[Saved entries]
****************************************

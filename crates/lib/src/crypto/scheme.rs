//! Encryption scheme selection.
//!
//! A store's kind fully determines how its content key is obtained:
//!
//! | Kind | Scheme | Content key |
//! |---|---|---|
//! | [`StoreKind::Plain`] | [`EncryptionScheme::Simple`] | random, not bound to anything |
//! | [`StoreKind::Main`] | [`EncryptionScheme::PasswordDerived`] | Argon2id(password, salt) |
//! | [`StoreKind::Shared`] | [`EncryptionScheme::Shared`] | random, wrapped per participant |

use std::fmt;
use std::str::FromStr;

use serde::{Deserialize, Serialize};

use super::errors::CryptoError;
use crate::constants::{SCHEME_PASSWORD, SCHEME_SHARED, SCHEME_SIMPLE};

/// Cryptographic construction used by a container.
#[derive(Debug, Clone, Copy, PartialEq, Eq, Hash)]
pub enum EncryptionScheme {
    /// Random content key with no external binding.
    Simple,
    /// Content key derived from a password and a random per-container salt.
    PasswordDerived,
    /// Random content key distributed to participants by public-key wrapping.
    Shared,
}

impl EncryptionScheme {
    /// The tag written into serialized envelopes.
    pub fn as_tag(&self) -> &'static str {
        match self {
            EncryptionScheme::Simple => SCHEME_SIMPLE,
            EncryptionScheme::PasswordDerived => SCHEME_PASSWORD,
            EncryptionScheme::Shared => SCHEME_SHARED,
        }
    }

    /// Whether the content key comes from a password.
    pub fn is_password_derived(&self) -> bool {
        matches!(self, EncryptionScheme::PasswordDerived)
    }

    /// Whether the content key is wrapped for participants.
    pub fn uses_participants(&self) -> bool {
        matches!(self, EncryptionScheme::Shared)
    }
}

impl fmt::Display for EncryptionScheme {
    fn fmt(&self, f: &mut fmt::Formatter<'_>) -> fmt::Result {
        f.write_str(self.as_tag())
    }
}

impl FromStr for EncryptionScheme {
    type Err = CryptoError;

    fn from_str(tag: &str) -> Result<Self, Self::Err> {
        match tag {
            SCHEME_SIMPLE => Ok(EncryptionScheme::Simple),
            SCHEME_PASSWORD => Ok(EncryptionScheme::PasswordDerived),
            SCHEME_SHARED => Ok(EncryptionScheme::Shared),
            other => Err(CryptoError::UnsupportedScheme {
                scheme: other.to_string(),
            }),
        }
    }
}

impl Serialize for EncryptionScheme {
    fn serialize<S: serde::Serializer>(&self, serializer: S) -> Result<S::Ok, S::Error> {
        serializer.serialize_str(self.as_tag())
    }
}

impl<'de> Deserialize<'de> for EncryptionScheme {
    fn deserialize<D: serde::Deserializer<'de>>(deserializer: D) -> Result<Self, D::Error> {
        let tag = String::deserialize(deserializer)?;
        tag.parse().map_err(serde::de::Error::custom)
    }
}

/// The kinds of store this crate knows how to persist.
#[derive(Debug, Clone, Copy, PartialEq, Eq, Hash)]
pub enum StoreKind {
    /// Ephemeral store not bound to any identity.
    Plain,
    /// The private root store of a local identity.
    Main,
    /// A store shared between several accounts.
    Shared,
}

impl StoreKind {
    /// Select the encryption scheme for this store kind.
    pub const fn scheme(self) -> EncryptionScheme {
        match self {
            StoreKind::Plain => EncryptionScheme::Simple,
            StoreKind::Main => EncryptionScheme::PasswordDerived,
            StoreKind::Shared => EncryptionScheme::Shared,
        }
    }
}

****************************************

**TASK:**
The required answer is the complete data, repeated exactly.

**TASK SOLUTION:**
filename crates/lib/src/crypto/scheme.rs
//! Encryption scheme selection.
//!
//! A store's kind fully determines how its content key is obtained:
//!
//! | Kind | Scheme | Content key |
//! |---|---|---|
//! | [`StoreKind::Plain`] | [`EncryptionScheme::Simple`] | random, not bound to anything |
//! | [`StoreKind::Main`] | [`EncryptionScheme::PasswordDerived`] | Argon2id(password, salt) |
//! | [`StoreKind::Shared`] | [`EncryptionScheme::Shared`] | random, wrapped per participant |

use std::fmt;
use std::str::FromStr;

use serde::{Deserialize, Serialize};

use super::errors::CryptoError;
use crate::constants::{SCHEME_PASSWORD, SCHEME_SHARED, SCHEME_SIMPLE};

/// Cryptographic construction used by a container.
#[derive(Debug, Clone, Copy, PartialEq, Eq, Hash)]
pub enum EncryptionScheme {
    /// Random content key with no external binding.
    Simple,
    /// Content key derived from a password and a random per-container salt.
    PasswordDerived,
    /// Random content key distributed to participants by public-key wrapping.
    Shared,
}

impl EncryptionScheme {
    /// The tag written into serialized envelopes.
    pub fn as_tag(&self) -> &'static str {
        match self {
            EncryptionScheme::Simple => SCHEME_SIMPLE,
            EncryptionScheme::PasswordDerived => SCHEME_PASSWORD,
            EncryptionScheme::Shared => SCHEME_SHARED,
        }
    }

    /// Whether the content key comes from a password.
    pub fn is_password_derived(&self) -> bool {
        matches!(self, EncryptionScheme::PasswordDerived)
    }

    /// Whether the content key is wrapped for participants.
    pub fn uses_participants(&self) -> bool {
        matches!(self, EncryptionScheme::Shared)
    }
}

impl fmt::Display for EncryptionScheme {
    fn fmt(&self, f: &mut fmt::Formatter<'_>) -> fmt::Result {
        f.write_str(self.as_tag())
    }
}

impl FromStr for EncryptionScheme {
    type Err = CryptoError;

    fn from_str(tag: &str) -> Result<Self, Self::Err> {
        match tag {
            SCHEME_SIMPLE => Ok(EncryptionScheme::Simple),
            SCHEME_PASSWORD => Ok(EncryptionScheme::PasswordDerived),
            SCHEME_SHARED => Ok(EncryptionScheme::Shared),
            other => Err(CryptoError::UnsupportedScheme {
                scheme: other.to_string(),
            }),
        }
    }
}

impl Serialize for EncryptionScheme {
    fn serialize<S: serde::Serializer>(&self, serializer: S) -> Result<S::Ok, S::Error> {
        serializer.serialize_str(self.as_tag())
    }
}

impl<'de> Deserialize<'de> for EncryptionScheme {
    fn deserialize<D: serde::Deserializer<'de>>(deserializer: D) -> Result<Self, D::Error> {
        let tag = String::deserialize(deserializer)?;
        tag.parse().map_err(serde::de::Error::custom)
    }
}

/// The kinds of store this crate knows how to persist.
#[derive(Debug, Clone, Copy, PartialEq, Eq, Hash)]
pub enum StoreKind {
    /// Ephemeral store not bound to any identity.
    Plain,
    /// The private root store of a local identity.
    Main,
    /// A store shared between several accounts.
    Shared,
}

impl StoreKind {
    /// Select the encryption scheme for this store kind.
    pub const fn scheme(self) -> EncryptionScheme {
        match self {
            StoreKind::Plain => EncryptionScheme::Simple,
            StoreKind::Main => EncryptionScheme::PasswordDerived,
            StoreKind::Shared => EncryptionScheme::Shared,
        }
    }
}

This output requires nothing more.